In light of President Obama’s speech on religious tolerance and the Muslim community, the White House blog has interviewed Muslims who work in the White House. According to the blog, these are “public servants who have faced discrimination and found hope in the people they work alongside and the work they do every day on behalf of the American people.”
Here are some snippets from the interviews:
Rumana Ahmed, Advisor to Deputy National Security Advisor Ben Rhodes:
“I believe if you work hard and if you play by the rules, you can make it if you try in America — no matter who you are or how you pray. It’s how a young girl — once mocked and called names — can pursue her dream and proudly serve her country as a head-covering Bengali Muslim American woman in the White House.”

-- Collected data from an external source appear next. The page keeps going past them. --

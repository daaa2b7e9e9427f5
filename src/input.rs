use std::collections::HashSet;

use winit::keyboard::KeyCode;

use crate::camera::InputDeltas;

/// Keys held down and the last cursor position, fed from window events
#[derive(Default)]
pub struct InputState {
    keys_down: HashSet<KeyCode>,
    cursor: Option<[f64; 2]>,
}

impl InputState {
    pub fn press(&mut self, code: KeyCode) {
        self.keys_down.insert(code);
    }

    pub fn release(&mut self, code: KeyCode) {
        self.keys_down.remove(&code);
    }

    pub fn is_down(&self, code: KeyCode) -> bool {
        self.keys_down.contains(&code)
    }

    pub fn cursor_moved(&mut self, x: f64, y: f64) {
        self.cursor = Some([x, y]);
    }

    /// Forget the cursor, e.g. after it left the window
    pub fn cursor_left(&mut self) {
        self.cursor = None;
    }

    fn axis(&self, pos: KeyCode, neg: KeyCode) -> f32 {
        let mut v = 0.0;
        if self.is_down(pos) {
            v += 1.0;
        }
        if self.is_down(neg) {
            v -= 1.0;
        }
        v
    }

    /// Reduce the current state to axes. With `center`, the cursor offset
    /// from it becomes the look delta.
    pub fn deltas(&self, center: Option<[f64; 2]>) -> InputDeltas {
        let (look_x, look_y) = match (center, self.cursor) {
            (Some(c), Some(p)) => ((p[0] - c[0]) as f32, (p[1] - c[1]) as f32),
            _ => (0.0, 0.0),
        };

        InputDeltas {
            forward: self.axis(KeyCode::KeyW, KeyCode::KeyS),
            strafe: self.axis(KeyCode::KeyD, KeyCode::KeyA),
            turn: self.axis(KeyCode::ArrowLeft, KeyCode::ArrowRight),
            look_x,
            look_y,
        }
    }

    /// The pointer was warped back to `center`
    pub fn recenter(&mut self, center: [f64; 2]) {
        if self.cursor.is_some() {
            self.cursor = Some(center);
        }
    }
}

#[cfg(test)]
mod tests {
    use super::*;

    #[test]
    fn test_key_axes() {
        let mut input = InputState::default();
        input.press(KeyCode::KeyW);
        input.press(KeyCode::KeyA);
        input.press(KeyCode::ArrowRight);
        let d = input.deltas(None);
        assert_eq!(d.forward, 1.0);
        assert_eq!(d.strafe, -1.0);
        assert_eq!(d.turn, -1.0);

        input.press(KeyCode::KeyS);
        input.release(KeyCode::KeyA);
        let d = input.deltas(None);
        assert_eq!(d.forward, 0.0);
        assert_eq!(d.strafe, 0.0);
    }

    #[test]
    fn test_look_from_center() {
        let mut input = InputState::default();
        input.cursor_moved(410.0, 290.0);
        let d = input.deltas(Some([400.0, 300.0]));
        assert_eq!(d.look_x, 10.0);
        assert_eq!(d.look_y, -10.0);

        // no capture, no look
        assert_eq!(input.deltas(None).look_x, 0.0);

        input.recenter([400.0, 300.0]);
        assert_eq!(input.deltas(Some([400.0, 300.0])).look_x, 0.0);
    }

    #[test]
    fn test_unknown_cursor_is_still() {
        let mut input = InputState::default();
        input.cursor_moved(10.0, 10.0);
        input.cursor_left();
        input.recenter([5.0, 5.0]);
        let d = input.deltas(Some([5.0, 5.0]));
        assert_eq!((d.look_x, d.look_y), (0.0, 0.0));
    }
}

Aadil Ginwala, Assistant Director for Education & Telecommunications Innovation in the Office of Science and Technology Policy:
“.. I feel especially privileged to work for President Obama, whom I have felt, since his speech in the 2004 Democratic Convention in Boston, has this uncanny way of saying exactly what I feel and believe, only better than I could have said it myself. And I love that there is a generation of children, many of whom are now 10 and 11 years old, for whom a black President named Barack Hussein Obama is in no way strange or a stretch of the imagination.”
Alefiyah Mesiwala, Senior Policy Advisor in Healthcare for the National Economic Council:
“During my last few years working in government and at the White House, I have seen the power the President’s leadership has in bringing people from all different disciplines together to work in government and solve challenging problems.”
Manar Waheed, Deputy Policy Director for Immigration at The White House Domestic Policy Council:
“Given my background and the fact that I speak Spanish, the majority of my clients were immigrants and several of them were Muslim. Witnessing the injustice that my clients faced on a daily basis and the ways in which some of our systems required change to really benefit the people who needed them most, I decided to move to DC and shift over to policy advocacy. Advocacy happens in so many forms, from the inside out and from the top to the bottom.”
Fatima Noor, Policy Assistant for Immigration Policy & Rural Affairs at The White House Domestic Policy Council:
“… I am deeply involved in our Administration’s efforts to welcome and integrate refugees and immigrants from around the world. A few years ago, the President said this at the naturalization ceremony: ‘The basic idea of welcoming immigrants to our shores is central to our way of life — it is in our DNA. We believe our diversity, our differences, when joined together by a common set of ideals, makes us stronger, makes us more creative, makes us different. From all these different strands, we make something new here in America.’
Raheemah Abdulaleem, Associate General Counsel in the Office of Administration:
“One experience that sticks out in my own life took place when I moved here to Washington after the President’s election. While walking not far from my office in downtown DC, a man yelled at me from his car ‘go back to your country.’ He apparently supposed that I was not American because I wore a hijab (a traditional headscarf worn by some Muslim women). The heckler had no way of knowing that I was born and raised in Philadelphia to a family whose history in this country is as old as the nation itself. He was unaware of my family’s contributions to both building and defending our great country. Little did he know that my family, perhaps like his, includes teachers, school administrators, lawyers, nurses, writers, transportation workers, and several members of the Armed Services (one of whom was awarded a Presidential Unit Citation for his service during World War II).”